Un anuncio de hace unos cuantos años nos instaba a elegir entre refresco de naranja o de limón. Si hablamos del comer se suele ser de dulce o de salado. Uno es del Barça o del Madrid y, por supuesto, si eres de pueblo, en mi caso de los de Priscilo o hija de la Mari Tere, en función de si hablamos del de padre o del de madre. 
Ahora tenemos una filiación emergente que va surgiendo en función del calendario. ¿Eres de Pfizer o de Moderna? ¿De Janssen o AstraZeneca? Y así llevamos meses, preguntándonos a qué grupo de vacunados pertenecemos como si eso nos sirviera para identificarnos de cara a los demás o nos fuera a cambiar el Rh de la sangre. Y qué le vamos a hacer, señores, nos gustan las etiquetas. Nos sirven para clasificar a las personas, las cosas  o las situaciones aportando una sensación de orden o de control sobre el entorno que muchas veces se nos escapa. Y el actual está como para atarle en corto.
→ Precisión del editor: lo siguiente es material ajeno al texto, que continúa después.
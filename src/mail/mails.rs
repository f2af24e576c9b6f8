use super::sendmail::{MailError, Mailer, OutgoingMail};

const VERIFICATION_TEMPLATE: &str = include_str!("templates/verification-email.html");
const FAVORITE_TEMPLATE: &str = include_str!("templates/favorite-notification.html");

/// Replace each `{{key}}` in the template with its value
pub fn render_template(template: &str, placeholders: &[(&str, &str)]) -> String {
    let mut html = template.to_string();
    for (key, value) in placeholders {
        html = html.replace(&format!("{{{{{}}}}}", key), value);
    }
    html
}

pub fn verification_link(site_url: &str, token: &str) -> String {
    format!("{}/accounts/verify-email/{}/", site_url, token)
}

pub async fn send_verification_email(
    mailer: &Mailer,
    to_email: &str,
    full_name: &str,
    token: &str,
    site_url: &str,
) -> Result<(), MailError> {
    let link = verification_link(site_url, token);
    let html = render_template(
        VERIFICATION_TEMPLATE,
        &[("full_name", full_name), ("verification_link", &link)],
    );

    mailer
        .send(OutgoingMail {
            to: to_email.to_string(),
            subject: "Verify your email address".to_string(),
            html,
        })
        .await
}

pub async fn send_favorite_email(
    mailer: &Mailer,
    to_email: &str,
    full_name: &str,
    blog_title: &str,
    author_name: &str,
    site_url: &str,
) -> Result<(), MailError> {
    let favorites_link = format!("{}/accounts/favorites/", site_url);
    let html = render_template(
        FAVORITE_TEMPLATE,
        &[
            ("full_name", full_name),
            ("blog_title", blog_title),
            ("author_name", author_name),
            ("favorites_link", &favorites_link),
        ],
    );

    mailer
        .send(OutgoingMail {
            to: to_email.to_string(),
            subject: format!("You favorited: {}", blog_title),
            html,
        })
        .await
}
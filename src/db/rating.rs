use super::DBClient;
use crate::models::{Rating, RatingStats};
use uuid::Uuid;

pub trait RatingExt {
    /// Insert or overwrite the user's score for the blog
    async fn upsert_rating(
        &self,
        blog_id: i64,
        user_id: Uuid,
        score: i32,
    ) -> Result<Rating, sqlx::Error>;

    async fn get_user_rating(&self, blog_id: i64, user_id: Uuid)
    -> Result<Option<i32>, sqlx::Error>;

    async fn get_rating_stats(&self, blog_id: i64) -> Result<RatingStats, sqlx::Error>;
}

impl RatingExt for DBClient {
    async fn upsert_rating(
        &self,
        blog_id: i64,
        user_id: Uuid,
        score: i32,
    ) -> Result<Rating, sqlx::Error> {
        let rating = sqlx::query_as::<_, Rating>(
            r#"
            INSERT INTO ratings (blog_id, user_id, score)
            VALUES ($1, $2, $3)
            ON CONFLICT (blog_id, user_id) DO UPDATE SET score = EXCLUDED.score
            RETURNING id, blog_id, user_id, score, created_at
            "#,
        )
        .bind(blog_id)
        .bind(user_id)
        .bind(score)
        .fetch_one(&self.pool)
        .await?;

        Ok(rating)
    }

    async fn get_user_rating(
        &self,
        blog_id: i64,
        user_id: Uuid,
    ) -> Result<Option<i32>, sqlx::Error> {
        let score: Option<i32> =
            sqlx::query_scalar("SELECT score FROM ratings WHERE blog_id = $1 AND user_id = $2")
                .bind(blog_id)
                .bind(user_id)
                .fetch_optional(&self.pool)
                .await?;

        Ok(score)
    }

    async fn get_rating_stats(&self, blog_id: i64) -> Result<RatingStats, sqlx::Error> {
        let stats = sqlx::query_as::<_, RatingStats>(
            r#"
            SELECT COALESCE(AVG(score)::FLOAT8, 0) AS average, COUNT(*) AS count
            FROM ratings
            WHERE blog_id = $1
            "#,
        )
        .bind(blog_id)
        .fetch_one(&self.pool)
        .await?;

        Ok(stats)
    }
}
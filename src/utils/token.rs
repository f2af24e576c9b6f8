use axum::http::StatusCode;
use chrono::{Duration, Utc};
use jsonwebtoken::{Algorithm, DecodingKey, EncodingKey, Header, Validation, decode, encode};
use serde::{Deserialize, Serialize};

use crate::error::{ErrorMessage, HttpError};

/// JWT claims: `sub` is the user id, `iat`/`exp` are unix seconds
#[derive(Debug, Serialize, Deserialize)]
pub struct TokenClaims {
    pub sub: String,
    pub iat: usize,
    pub exp: usize,
}

pub fn create_token(
    user_id: &str,
    secret: &[u8],
    expires_in_seconds: i64,
) -> Result<String, jsonwebtoken::errors::Error> {
    if user_id.is_empty() {
        return Err(jsonwebtoken::errors::ErrorKind::InvalidSubject.into());
    }

    let now = Utc::now();
    let iat = now.timestamp() as usize;
    let exp = (now + Duration::seconds(expires_in_seconds)).timestamp() as usize;
    let claims = TokenClaims {
        sub: user_id.to_string(),
        iat,
        exp,
    };

    encode(&Header::default(), &claims, &EncodingKey::from_secret(secret))
}

/// Returns the subject of a valid, unexpired HS256 token
pub fn decode_token<T: Into<String>>(token: T, secret: &[u8]) -> Result<String, HttpError> {
    let decoded = decode::<TokenClaims>(
        &token.into(),
        &DecodingKey::from_secret(secret),
        &Validation::new(Algorithm::HS256),
    );

    match decoded {
        Ok(token) => Ok(token.claims.sub),
        Err(_) => Err(HttpError::new(
            ErrorMessage::InvalidToken.to_string(),
            StatusCode::UNAUTHORIZED,
        )),
    }
}

/// Opaque, single-use token embedded in the verification link
pub fn generate_verification_token() -> String {
    uuid::Uuid::new_v4().to_string()
}

#[cfg(test)]
mod tests {
    use super::*;

    const SECRET: &[u8] = b"test-secret";

    #[test]
    fn round_trips_subject() {
        let token = create_token("user-1", SECRET, 60).unwrap();
        assert_eq!(decode_token(token, SECRET).unwrap(), "user-1");
    }

    #[test]
    fn rejects_wrong_secret_and_expired_tokens() {
        let token = create_token("user-1", SECRET, 60).unwrap();
        assert_eq!(
            decode_token(token, b"other").unwrap_err().status,
            StatusCode::UNAUTHORIZED
        );

        // default validation allows 60s of leeway
        let expired = create_token("user-1", SECRET, -120).unwrap();
        assert!(decode_token(expired, SECRET).is_err());
    }

    #[test]
    fn empty_subject_is_refused() {
        assert!(create_token("", SECRET, 60).is_err());
    }

    #[test]
    fn verification_tokens_are_unique() {
        assert_ne!(generate_verification_token(), generate_verification_token());
    }
}
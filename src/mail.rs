pub mod mails;
pub mod sendmail;

pub use sendmail::Mailer;
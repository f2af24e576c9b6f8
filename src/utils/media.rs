use axum::body::Bytes;
use axum::extract::Multipart;
use std::collections::HashMap;
use std::path::PathBuf;
use uuid::Uuid;

use crate::error::{ErrorMessage, HttpError};

pub const MAX_UPLOAD_BYTES: usize = 5 * 1024 * 1024;
pub const PROFILE_PICTURES_DIR: &str = "profile_pics";
pub const BLOG_IMAGES_DIR: &str = "blog_images";

const ALLOWED_EXTENSIONS: &[&str] = &["jpg", "jpeg", "png", "webp", "gif"];

#[derive(Debug, Clone)]
pub struct UploadedFile {
    pub file_name: String,
    pub bytes: Bytes,
}

/// Text fields and files of a `multipart/form-data` submission
#[derive(Debug, Default)]
pub struct FormData {
    fields: HashMap<String, String>,
    files: HashMap<String, UploadedFile>,
}

impl FormData {
    /// Drain a multipart body. Empty file parts (no file chosen) are ignored.
    pub async fn from_multipart(mut multipart: Multipart) -> Result<Self, HttpError> {
        let mut form = FormData::default();

        while let Some(field) = multipart.next_field().await.map_err(|e| {
            tracing::error!("Multipart error: {}", e);
            HttpError::new(e.body_text(), e.status())
        })? {
            let Some(name) = field.name().map(str::to_string) else {
                continue;
            };

            if let Some(file_name) = field.file_name().map(str::to_string) {
                let bytes = field.bytes().await.map_err(|e| {
                    tracing::error!("Failed to read upload bytes: {}", e);
                    HttpError::bad_request("Failed to read file data")
                })?;
                if !file_name.is_empty() && !bytes.is_empty() {
                    form.files.insert(name, UploadedFile { file_name, bytes });
                }
            } else {
                let value = field.text().await.map_err(|e| {
                    tracing::error!("Failed to read form field: {}", e);
                    HttpError::bad_request(ErrorMessage::InvalidForm.to_string())
                })?;
                form.fields.insert(name, value);
            }
        }

        Ok(form)
    }

    #[cfg(test)]
    pub fn with_fields(fields: &[(&str, &str)]) -> Self {
        FormData {
            fields: fields
                .iter()
                .map(|(k, v)| (k.to_string(), v.to_string()))
                .collect(),
            files: HashMap::new(),
        }
    }

    /// Trimmed text value, empty when absent
    pub fn text(&self, name: &str) -> String {
        self.fields
            .get(name)
            .map(|v| v.trim().to_string())
            .unwrap_or_default()
    }

    /// Trimmed text value, `None` when absent or blank
    pub fn optional(&self, name: &str) -> Option<String> {
        let value = self.text(name);
        if value.is_empty() { None } else { Some(value) }
    }

    pub fn take_file(&mut self, name: &str) -> Option<UploadedFile> {
        self.files.remove(name)
    }
}

/// MIME type from the file signature, `None` for anything but JPEG/PNG/GIF/WebP
pub fn detect_image_type(bytes: &[u8]) -> Option<&'static str> {
    match bytes {
        [0xFF, 0xD8, 0xFF, ..] => Some("image/jpeg"),
        [0x89, 0x50, 0x4E, 0x47, ..] => Some("image/png"),
        [0x47, 0x49, 0x46, 0x38, ..] => Some("image/gif"),
        [0x52, 0x49, 0x46, 0x46, _, _, _, _, 0x57, 0x45, 0x42, 0x50, ..] => Some("image/webp"),
        _ => None,
    }
}

fn extension_for(mime: &str) -> &'static str {
    match mime {
        "image/jpeg" => "jpg",
        "image/png" => "png",
        "image/gif" => "gif",
        _ => "webp",
    }
}

/// Check an upload without touching the disk; returns the stored extension
pub fn validate_image(field: &str, file: &UploadedFile) -> Result<&'static str, HttpError> {
    let original_ext = file
        .file_name
        .rsplit('.')
        .next()
        .unwrap_or("")
        .to_lowercase();

    if !ALLOWED_EXTENSIONS.contains(&original_ext.as_str()) {
        return Err(HttpError::field(
            field,
            "Unsupported file type. Allowed: JPEG, PNG, WebP, GIF.",
        ));
    }

    if file.bytes.len() > MAX_UPLOAD_BYTES {
        return Err(HttpError::field(field, "File too large. Maximum size is 5MB."));
    }

    match detect_image_type(&file.bytes) {
        Some(mime) => Ok(extension_for(mime)),
        None => Err(HttpError::field(
            field,
            "File content does not match an allowed image type.",
        )),
    }
}

/// Write a validated image under `media_root/subdir` with a random name.
/// Returns the path relative to `media_root`, which is what the row stores.
pub async fn save_image(
    media_root: &str,
    subdir: &str,
    field: &str,
    file: &UploadedFile,
) -> Result<String, HttpError> {
    let ext = validate_image(field, file)?;

    let dir = PathBuf::from(media_root).join(subdir);
    tokio::fs::create_dir_all(&dir).await.map_err(|e| {
        tracing::error!("Failed to create media directory {:?}: {}", dir, e);
        HttpError::server_error(ErrorMessage::ServerError.to_string())
    })?;

    let file_name = format!("{}.{}", Uuid::new_v4(), ext);
    tokio::fs::write(dir.join(&file_name), &file.bytes)
        .await
        .map_err(|e| {
            tracing::error!("Failed to write upload {}: {}", file_name, e);
            HttpError::server_error(ErrorMessage::ServerError.to_string())
        })?;

    let relative = format!("{}/{}", subdir, file_name);
    tracing::info!(path = %relative, size = file.bytes.len(), "Image stored");
    Ok(relative)
}

/// Delete a stored image (by the relative path `save_image` returned) whose
/// record could not be written. Failures are only logged.
pub async fn remove_image(media_root: &str, relative: &str) {
    let path = PathBuf::from(media_root).join(relative);
    match tokio::fs::remove_file(&path).await {
        Ok(()) => tracing::info!(path = %relative, "Orphaned image removed"),
        Err(e) => tracing::warn!("Failed to remove orphaned image {:?}: {}", path, e),
    }
}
Pero igual que ponemos etiquetas, así a la ligera, a las vacunas y decimos que porque te han inyectado AstraZeneca te han puesto la mala, o has tenido suerte y te ha tocado la buena si tu día tocaba Pfizer; como si todos fuéramos expertos inmunólogos licenciados en la Facultad de Medicina de Santa María del Campo, muchas veces hacemos lo mismo con las personas, independientemente del grado de conocimiento que tengamos de ellas. Las etiquetas, en ciertas ocasiones mal usadas, nos hacen quedarnos en la superficie de lo etiquetado, confundir el todo por la parte, o quedarnos con unos efectos secundarios que no tienen comparación con lo que aporta a nuestra vida la persona, cosa o, en este caso, vacuna etiquetada. 
Hace años en Pakistán asesinaban a médicos mientras vacunaban de la polio a los niños. Grupos del entono talibán etiquetaron aquellas vacunas como peligrosas porque creían que el objetivo era esterilizar a los musulmanes... Miren si se puede llegar lejos con las etiquetas.